Genre like animation is picking up in recent times and it would be interesting to check if it becomes bigger than any of the genres
Code to print number of movies of each director
dr <- summary(movie.tot$director)
dr
## Christopher Nolan Steven Spielberg
## 7 7
## Martin Scorsese Alfred Hitchcock
## 7 7
## Stanley Kubrick Hayao Miyazaki
## 7 6
## Quentin Tarantino Sergio Leone
## 5 5
## Akira Kurosawa Charles Chaplin
## 5 5
## Billy Wilder Ridley Scott
## 5 4
## Ingmar Bergman Francis Ford Coppola
## 4 3
## Sidney Lumet Peter Jackson
## 3 3
## David Fincher Frank Capra
## 3 3
## James Cameron Pete Docter
## 3 3
## Clint Eastwood William Wyler
## 3 3
## Frank Darabont Robert Zemeckis
## 2 2
## Milos Forman Roman Polanski
## 2 2
## Andrew Stanton Orson Welles
## 2 2
## Fritz Lang David Lean
## 2 2
## George Roy Hill Guy Ritchie
## 2 2
## Terry Gilliam John Huston
## 2 2
## Ron Howard Denis Villeneuve
## 2 2
## Joel Coen Victor Fleming
## 2 2
## Federico Fellini Henri-Georges Clouzot
## 2 2
## Rob Reiner Alejandro G. Iñárritu
## 2 2
## Irvin Kershner Lana Wachowski
## 1 1
## George Lucas Fernando Meirelles
## 1 1
## Jonathan Demme Bryan Singer
## 1 1
## Roberto Benigni Luc Besson
## 1 1
## Tony Kaye Michael Curtiz
## 1 1
## Olivier Nakache Damien Chazelle
## 1 1
## Roger Allers Florian Henckel von Donnersmarck
## 1 1
## Giuseppe Tornatore Isao Takahata
## 1 1
## Sam Mendes Chan-wook Park
## 1 1
## Wolfgang Petersen Richard Marquand
## 1 1
## Mel Gibson Jean-Pierre Jeunet
## 1 1
## Darren Aronofsky Robert Mulligan
## 1 1
## Lee Unkrich Michel Gondry
## 1 1
## Vittorio De Sica John Lasseter
## 1 1
## Stanley Donen Curtis Hanson
## 1 1
## Brian De Palma Rajkumar Hirani
## 1 1
## Asghar Farhadi Thomas Vinterberg
## 1 1
## Gus Van Sant Joseph L. Mankiewicz
## 1 1
## Carol Reed Oliver Hirschbiegel
## 1 1
## Majid Majidi John McTiernan
## 1 1
## John Sturges Michael Mann
## 1 1
## Guillermo del Toro Lenny Abrahamson
## 1 1
## Elia Kazan Juan José Campanella
## 1 1
## Carl Theodor Dreyer Stanley Kramer
## 1 1
## Clyde Bruckman David Lynch
## 1 1
## F.W. Murnau Gavin O'Connor
## 1 1
## James McTeigue Yasujirô Ozu
## 1 1
## Michael Cimino Danny Boyle
## 1 1
## J.J. Abrams (Other)
## 1 52
No surprises here - movies of popular directors like Christopher Nolan, Steven spielberg, Martin Scorsese feature more in IMDB top 250 movies category
Code to analyze on budget of different genre movies. We have extracted average budget of movies belonging to each genre.There are several movies with NA category. We eliminated them and then convereted the column values to integer.
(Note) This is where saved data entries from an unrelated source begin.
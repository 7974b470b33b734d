//! HTTP surface application state

use std::time::Instant;

use crate::surface::Surface;

/// State shared by the HTTP handlers
#[derive(Clone)]
pub struct AppState {
    /// The page surface every handler issues commands through
    pub page: Surface,
    /// Server metadata
    pub start_time: Instant,
    pub port: u16,
    pub host: String,
}

impl AppState {
    pub fn new(page: Surface, port: u16, host: String) -> Self {
        Self {
            page,
            start_time: Instant::now(),
            port,
            host,
        }
    }

    /// Calculate server uptime as a formatted string
    pub fn get_uptime(&self) -> String {
        let duration = self.start_time.elapsed();
        let hours = duration.as_secs() / 3600;
        let minutes = (duration.as_secs() % 3600) / 60;
        let seconds = duration.as_secs() % 60;

        if hours > 0 {
            format!("{}h {}m {}s", hours, minutes, seconds)
        } else if minutes > 0 {
            format!("{}m {}s", minutes, seconds)
        } else {
            format!("{}s", seconds)
        }
    }
}
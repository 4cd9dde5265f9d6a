use thiserror::Error;

use crate::domain::ResourceId;
use crate::store::StoreError;

#[derive(Error, Debug)]
pub enum HistoryError {
    #[error("invalid history configuration: {0}")]
    InvalidConfiguration(String),
    #[error("invalid resource: {0}")]
    InvalidResource(String),
    #[error("sequence {sequence} for {resource_type}/{resource_id} was taken by a concurrent writer")]
    Conflict {
        resource_type: String,
        resource_id: ResourceId,
        sequence: u64,
    },
    #[error("serialization error: {0}")]
    Serialization(String),
    #[error("not found: {0}")]
    NotFound(String),
    #[error("history is not enabled for resource type {0}")]
    Untracked(String),
    #[error("datastore error: {0}")]
    Store(#[from] StoreError),
}

impl HistoryError {
    /// Whether retrying the whole operation in a fresh transaction can succeed.
    pub fn is_retryable(&self) -> bool {
        matches!(self, Self::Conflict { .. })
    }
}

impl From<serde_json::Error> for HistoryError {
    fn from(e: serde_json::Error) -> Self {
        Self::Serialization(e.to_string())
    }
}

pub type HistoryResult<T> = Result<T, HistoryError>;
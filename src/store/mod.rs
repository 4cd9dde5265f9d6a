pub mod memory;
pub mod traits;

pub use memory::{KeyKind, MemoryStore, TableSpec};
pub use traits::*;
//! Replay scripts: a JSON list of steps run against a [`Repository`], one
//! transaction per step. Used by the binary to drive the engine end to end.

use serde::{Deserialize, Serialize};
use serde_json::Value;

use crate::domain::{Attributes, ResourceId};
use crate::history::{HistoryResult, MutationOptions};
use crate::repo::Repository;

fn yes() -> bool {
    true
}

#[derive(Debug, Clone, Deserialize)]
#[serde(tag = "op", rename_all = "snake_case")]
pub enum Step {
    Create {
        kind: String,
        attributes: Attributes,
        #[serde(default = "yes")]
        history: bool,
    },
    Update {
        kind: String,
        id: ResourceId,
        changes: Attributes,
        #[serde(default)]
        patch: bool,
        #[serde(default = "yes")]
        history: bool,
    },
    Backup {
        kind: String,
        id: ResourceId,
    },
    Revert {
        kind: String,
        id: ResourceId,
        sequence: Option<u64>,
    },
    Fetch {
        kind: String,
        id: ResourceId,
    },
    History {
        kind: String,
        id: ResourceId,
    },
}

impl Step {
    pub fn name(&self) -> &'static str {
        match self {
            Self::Create { .. } => "create",
            Self::Update { .. } => "update",
            Self::Backup { .. } => "backup",
            Self::Revert { .. } => "revert",
            Self::Fetch { .. } => "fetch",
            Self::History { .. } => "history",
        }
    }
}

/// Outcome of one step. Exactly one of `result` and `error` is set.
#[derive(Debug, Clone, Serialize)]
pub struct StepReport {
    pub step: usize,
    pub op: &'static str,
    #[serde(skip_serializing_if = "Option::is_none")]
    pub result: Option<Value>,
    #[serde(skip_serializing_if = "Option::is_none")]
    pub error: Option<String>,
}

/// Runs every step in order. A failing step is reported and does not stop
/// the ones after it.
pub async fn run(repo: &Repository, steps: Vec<Step>) -> Vec<StepReport> {
    let mut reports = Vec::with_capacity(steps.len());
    for (idx, step) in steps.into_iter().enumerate() {
        let op = step.name();
        let report = match run_step(repo, step).await {
            Ok(result) => StepReport {
                step: idx + 1,
                op,
                result: Some(result),
                error: None,
            },
            Err(e) => {
                tracing::warn!(step = idx + 1, op, error = %e, "step failed");
                StepReport {
                    step: idx + 1,
                    op,
                    result: None,
                    error: Some(e.to_string()),
                }
            }
        };
        reports.push(report);
    }
    reports
}

async fn run_step(repo: &Repository, step: Step) -> HistoryResult<Value> {
    let history = repo.history();
    let value = match step {
        Step::Create {
            kind,
            attributes,
            history: record,
        } => {
            let options = MutationOptions {
                history: record,
                ..MutationOptions::default()
            };
            serde_json::to_value(repo.create(&kind, attributes, options).await?)?
        }
        Step::Update {
            kind,
            id,
            changes,
            patch,
            history: record,
        } => {
            let options = MutationOptions {
                history: record,
                patch,
                transacting: None,
            };
            serde_json::to_value(repo.update(&kind, &id, changes, options).await?)?
        }
        Step::Backup { kind, id } => serde_json::to_value(history.backup(&kind, &id, None).await?)?,
        Step::Revert { kind, id, sequence } => {
            Value::from(history.revert(&kind, &id, sequence, None).await?)
        }
        Step::Fetch { kind, id } => serde_json::to_value(repo.fetch(&kind, &id, None).await?)?,
        Step::History { kind, id } => serde_json::to_value(history.entries(&kind, &id, None).await?)?,
    };
    Ok(value)
}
In conversion as well, some of the values were converted to NA.
subsetBudgetData <- subset(movie.tot,select = c("genre","budget"))
subsetBudgetData1 <- subset(subsetBudgetData, subsetBudgetData$budget != 'NA')
subsetBudgetData1$budget <- as.integer(as.character(subsetBudgetData1$budget))
## Warning: NAs introduced by coercion to integer range
subsetBudgetData1 <- subset(subsetBudgetData1, subsetBudgetData1$budget != 'NA')
aggregate(subsetBudgetData1[2], list(subsetBudgetData1$genre), mean)
## Group.1 budget
## 1 Crime 67137610
## 2 Action 96976286
## 3 Biography 37186534
## 4 Adventure 53664335
## 5 Western 6100000
## 6 Drama 94435243
## 7 Comedy 156135641
## 8 Animation 108840000
## 9 Horror 21500000
## 10 Mystery 44500000
## 11 Sci-Fi 28000000
Top 3 categories in terms of average budget are Comedy, Animation and Action. While it can be understood that animation movies have bigger budgets because of investment in graphical technologies and action movies have bigger budgets because of outdoor shooting, it is surprising to see comedy genre in top 3.